Why Jethro Tull’s Ian Anderson decided to play the flute
Ian Anderson recalled in an interview with The Telegraph back in 2013 (Transcribed by Rock and Roll Garage) how he decided to start to play the flute, saying: “It was when I got a copy of a John Mayall album featuring Eric Clapton. Like many people of my age, it was immediately struck by the instrumental prowess of the young Eric Clapton. You just knew this guy was way ahead of everybody else. Me included.”
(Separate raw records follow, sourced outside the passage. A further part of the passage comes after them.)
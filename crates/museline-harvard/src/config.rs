//! Harvard pipeline configuration

/// Runtime configuration for the Harvard source
#[derive(Debug, Clone)]
pub struct Config {
    pub base_url: String,
    /// Required by the API as an `apikey` query parameter
    pub api_key: String,
}

impl Config {
    pub fn new(api_key: impl Into<String>) -> Self {
        Self {
            base_url: "https://api.harvardartmuseums.org".to_string(),
            api_key: api_key.into(),
        }
    }
}

#[cfg(test)]
mod tests {
    use super::*;

    #[test]
    fn new_uses_public_endpoint() {
        let config = Config::new("key");
        assert!(config.base_url.starts_with("https://"));
        assert_eq!(config.api_key, "key");
    }
}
“We were also hearing rumors, because I was still living up north at the time. Hearing rumors of this other gunslinger, guitar people like Jimmy Page, Jeff Beck, Ritche Blackmore. So I kinda knew, even though I haven’t heard these people that these were the hotshot young guitar players. Clearly, I was fumbling around relatively speaking. I mean, I would improvise and play bluesy guitar solos and things. But it was fairly, fairly simple stuff.”
Ian Anderson continued:
“So the idea of finding another instrument was in my head. The only thing I could play was a little bit of harmonica and a tin whistle. When Mick Abrahams joined the band that was within a few weeks to become Jethro Tull he clearly was a guitar player that was well rounded and formed in terms of Blues and Rock and Roll. (So) I decided that I would cease to play guitar. I didn’t want to be playing guitar behind Mick. I though it would be better to have another instrument that can be in the front line of things.”
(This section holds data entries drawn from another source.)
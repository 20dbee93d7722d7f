//! Scoped SQLite store handle
//!
//! Opened per run and dropped on every exit path; nothing holds a
//! module-global connection. All inserts are `INSERT OR IGNORE`, so a
//! key that already exists is a silent skip, never an error.

use std::path::Path;

use anyhow::{Context, Result};
use museline_core::CursorStore;
use museline_harvard::{CategoryRecord, Resource};
use museline_met::{Artwork, Department};
use rusqlite::{Connection, OptionalExtension, params};

use crate::schema;

pub struct Store {
    conn: Connection,
}

/// Latest cursor row for one source.
#[derive(Debug)]
pub struct CursorEntry {
    pub source: String,
    pub cursor: u64,
    pub updated_at: String,
}

impl Store {
    /// Open (creating if needed) the database at `path`.
    pub fn open(path: &Path) -> Result<Self> {
        let conn = Connection::open(path)
            .with_context(|| format!("cannot open database {}", path.display()))?;
        Self::bootstrap(conn)
    }

    /// In-memory database, used by tests.
    pub fn open_in_memory() -> Result<Self> {
        let conn = Connection::open_in_memory().context("cannot open in-memory database")?;
        Self::bootstrap(conn)
    }

    fn bootstrap(conn: Connection) -> Result<Self> {
        conn.execute_batch(schema::DDL)
            .context("cannot create schema")?;
        Ok(Self { conn })
    }

    pub(crate) fn conn(&self) -> &Connection {
        &self.conn
    }

    /// Insert an artwork unless its key is already present.
    /// Returns whether the row was new.
    pub fn insert_artwork(&self, artwork: &Artwork) -> Result<bool> {
        let changed = self
            .conn
            .execute(
                "INSERT OR IGNORE INTO artworks (id, title, artist, medium, department, source_page)
                 VALUES (?1, ?2, ?3, ?4, ?5, ?6)",
                params![
                    artwork.id,
                    artwork.title,
                    artwork.artist,
                    artwork.medium,
                    artwork.department,
                    artwork.source_page,
                ],
            )
            .with_context(|| format!("cannot insert artwork {}", artwork.id))?;
        Ok(changed > 0)
    }

    /// Insert a category record into its resource's table unless the key
    /// is already present. Returns whether the row was new.
    pub fn insert_category(&self, resource: Resource, record: &CategoryRecord) -> Result<bool> {
        // Table name comes from the enum, never from input.
        let sql = format!(
            "INSERT OR IGNORE INTO {} (id, object_count, name, source_page)
             VALUES (?1, ?2, ?3, ?4)",
            resource.table()
        );
        let changed = self
            .conn
            .execute(
                &sql,
                params![
                    record.id,
                    record.object_count,
                    record.name,
                    record.source_page
                ],
            )
            .with_context(|| format!("cannot insert {} {}", resource, record.id))?;
        Ok(changed > 0)
    }

    /// Replace the departments table wholesale (the listing is small and
    /// unpaginated, so it is refreshed rather than ingested).
    pub fn replace_departments(&mut self, departments: &[Department]) -> Result<()> {
        let tx = self.conn.transaction().context("cannot begin transaction")?;
        tx.execute("DELETE FROM departments", [])?;
        for dept in departments {
            tx.execute(
                "INSERT INTO departments (id, display_name) VALUES (?1, ?2)",
                params![dept.id, dept.display_name],
            )?;
        }
        tx.commit().context("cannot commit departments")?;
        log::info!("departments refreshed: {} rows", departments.len());
        Ok(())
    }

    pub fn row_count(&self, table: &str) -> Result<u64> {
        anyhow::ensure!(
            ["artworks", "periods", "classifications", "departments"].contains(&table),
            "unknown table: {table}"
        );
        let count: i64 = self
            .conn
            .query_row(&format!("SELECT COUNT(*) FROM {table}"), [], |row| {
                row.get(0)
            })?;
        Ok(count as u64)
    }

    /// Latest cursor per source, for status display.
    pub fn cursors(&self) -> Result<Vec<CursorEntry>> {
        let mut stmt = self.conn.prepare(
            "SELECT source, cursor, updated_at
             FROM ingest_state s
             WHERE id = (SELECT MAX(id) FROM ingest_state WHERE source = s.source)
             ORDER BY source",
        )?;
        let rows = stmt.query_map([], |row| {
            Ok(CursorEntry {
                source: row.get(0)?,
                cursor: row.get::<_, i64>(1)? as u64,
                updated_at: row.get(2)?,
            })
        })?;
        rows.collect::<rusqlite::Result<_>>()
            .context("cannot read cursors")
    }
}

impl CursorStore for Store {
    fn load_cursor(&self, source: &str) -> Result<u64> {
        let cursor: Option<i64> = self
            .conn
            .query_row(
                "SELECT cursor FROM ingest_state WHERE source = ?1 ORDER BY id DESC LIMIT 1",
                params![source],
                |row| row.get(0),
            )
            .optional()
            .with_context(|| format!("cannot load cursor for {source}"))?;
        Ok(cursor.unwrap_or(0) as u64)
    }

    fn save_cursor(&self, source: &str, cursor: u64) -> Result<()> {
        self.conn
            .execute(
                "INSERT INTO ingest_state (source, cursor, updated_at) VALUES (?1, ?2, ?3)",
                params![source, cursor, chrono::Utc::now().to_rfc3339()],
            )
            .with_context(|| format!("cannot save cursor for {source}"))?;
        Ok(())
    }
}

#[cfg(test)]
mod tests {
    use super::*;

    fn artwork(id: u64, medium: &str, department: &str) -> Artwork {
        Artwork {
            id,
            title: format!("work {id}"),
            artist: "anonymous".to_string(),
            medium: medium.to_string(),
            department: department.to_string(),
            source_page: 1,
        }
    }

    fn category(id: u64, name: &str, count: i64) -> CategoryRecord {
        CategoryRecord {
            id,
            object_count: count,
            name: name.to_string(),
            source_page: 1,
        }
    }

    #[test]
    fn insert_artwork_dedupes_by_key() {
        let store = Store::open_in_memory().unwrap();
        assert!(store.insert_artwork(&artwork(1, "Oil", "Paintings")).unwrap());
        // Second insert with the same key is a no-op, even with other
        // fields changed.
        assert!(!store.insert_artwork(&artwork(1, "Bronze", "Sculpture")).unwrap());
        assert_eq!(store.row_count("artworks").unwrap(), 1);
    }

    #[test]
    fn categories_go_to_their_resource_table() {
        let store = Store::open_in_memory().unwrap();
        store
            .insert_category(Resource::Period, &category(1, "Edo", 12))
            .unwrap();
        store
            .insert_category(Resource::Classification, &category(1, "Prints", 30))
            .unwrap();
        // Same key, different tables: both rows exist.
        assert_eq!(store.row_count("periods").unwrap(), 1);
        assert_eq!(store.row_count("classifications").unwrap(), 1);
    }

    #[test]
    fn insert_category_dedupes_by_key() {
        let store = Store::open_in_memory().unwrap();
        assert!(store
            .insert_category(Resource::Period, &category(7, "Meiji", 8))
            .unwrap());
        assert!(!store
            .insert_category(Resource::Period, &category(7, "Meiji", 999))
            .unwrap());
        assert_eq!(store.row_count("periods").unwrap(), 1);
    }

    #[test]
    fn cursor_defaults_to_zero() {
        let store = Store::open_in_memory().unwrap();
        assert_eq!(store.load_cursor("met").unwrap(), 0);
    }

    #[test]
    fn cursors_are_independent_per_source() {
        let store = Store::open_in_memory().unwrap();
        store.save_cursor("met", 50).unwrap();
        store.save_cursor("harvard.period", 200).unwrap();
        assert_eq!(store.load_cursor("met").unwrap(), 50);
        assert_eq!(store.load_cursor("harvard.period").unwrap(), 200);
        assert_eq!(store.load_cursor("harvard.classification").unwrap(), 0);
    }

    #[test]
    fn latest_cursor_row_wins() {
        let store = Store::open_in_memory().unwrap();
        store.save_cursor("met", 25).unwrap();
        store.save_cursor("met", 50).unwrap();
        store.save_cursor("met", 75).unwrap();
        assert_eq!(store.load_cursor("met").unwrap(), 75);

        let entries = store.cursors().unwrap();
        assert_eq!(entries.len(), 1);
        assert_eq!(entries[0].cursor, 75);
    }

    #[test]
    fn replace_departments_is_wholesale() {
        let mut store = Store::open_in_memory().unwrap();
        store
            .replace_departments(&[Department {
                id: 1,
                display_name: "Old".to_string(),
            }])
            .unwrap();
        store
            .replace_departments(&[
                Department {
                    id: 11,
                    display_name: "European Paintings".to_string(),
                },
                Department {
                    id: 12,
                    display_name: "Sculpture".to_string(),
                },
            ])
            .unwrap();
        assert_eq!(store.row_count("departments").unwrap(), 2);
    }

    #[test]
    fn row_count_rejects_unknown_table() {
        let store = Store::open_in_memory().unwrap();
        assert!(store.row_count("ingest_state; DROP TABLE artworks").is_err());
    }
}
“It was random in the sense that it was something that when I decided to part company with a battered Fender Stratocaster whose previous owner was Lemmy Kilmister. He used to play rhythm guitar with Reverend Black in the Rocking Vickers. But anyway, Lemmy had this guitar. He couldn’t keep up the payments on and it ended up in a music store, ended up in my hands, I couldn’t keep up the payments on, it went back.”
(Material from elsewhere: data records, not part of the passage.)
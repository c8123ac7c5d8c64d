pub mod models;
pub mod pii;

pub use models::events::{BookingParties, LifecycleEvent, LifecycleKind, PaymentFailureReason};
pub use models::fare::FareBreakdown;
pub use pii::Masked;
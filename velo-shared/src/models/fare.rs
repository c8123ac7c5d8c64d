use serde::{Deserialize, Serialize};

/// Price lines for one booking, all amounts in minor currency units (paise, cents).
#[derive(Debug, Clone, PartialEq, Eq, Serialize, Deserialize)]
pub struct FareBreakdown {
    pub currency: String,
    pub seats: u32,
    pub unit_price_minor: i64,
    /// Per-seat price times seats.
    pub fare_minor: i64,
    /// Retained by the platform.
    pub platform_fee_minor: i64,
    pub cgst_minor: i64,
    pub sgst_minor: i64,
    /// Amount charged to the passenger.
    pub total_minor: i64,
    /// What the driver receives; tax is a pass-through and never part of it.
    pub driver_net_minor: i64,
}

impl FareBreakdown {
    pub fn tax_minor(&self) -> i64 {
        self.cgst_minor + self.sgst_minor
    }
}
“(So) I swapped whatever credit I had for something else, whatever it might be. The shiny flute was hanging on the all of the music store and there was a dine three microphone. (I had) about 60 pounds of credit (and I said) ‘I’ll have those two and here is the guitar back,'” Ian Anderson said.
Anderson
The youngest of three brothers, Ian Anderson was born in Dunfermline, Scotland back in 1947. His family moved to Edinburgh when he was 3 and his love for music begun with the influence of his father’s big band and jazz records. At the age of 20 he was one of the co-founders of Jethro Tull.
They have sold an estimated amount of 60 million records worldwide and are known for albums like: “Aqualung” (1971), “Thick As A Brick” (1972) and “Song From The Wood” (1977).
In 2022 they released “The Zealot Gene”, the band’s first studio album since 2003. The only original member of the band on the album is Ian Anderson. The group still wasn’t inducted into the Rock and Roll Hall Of Fame.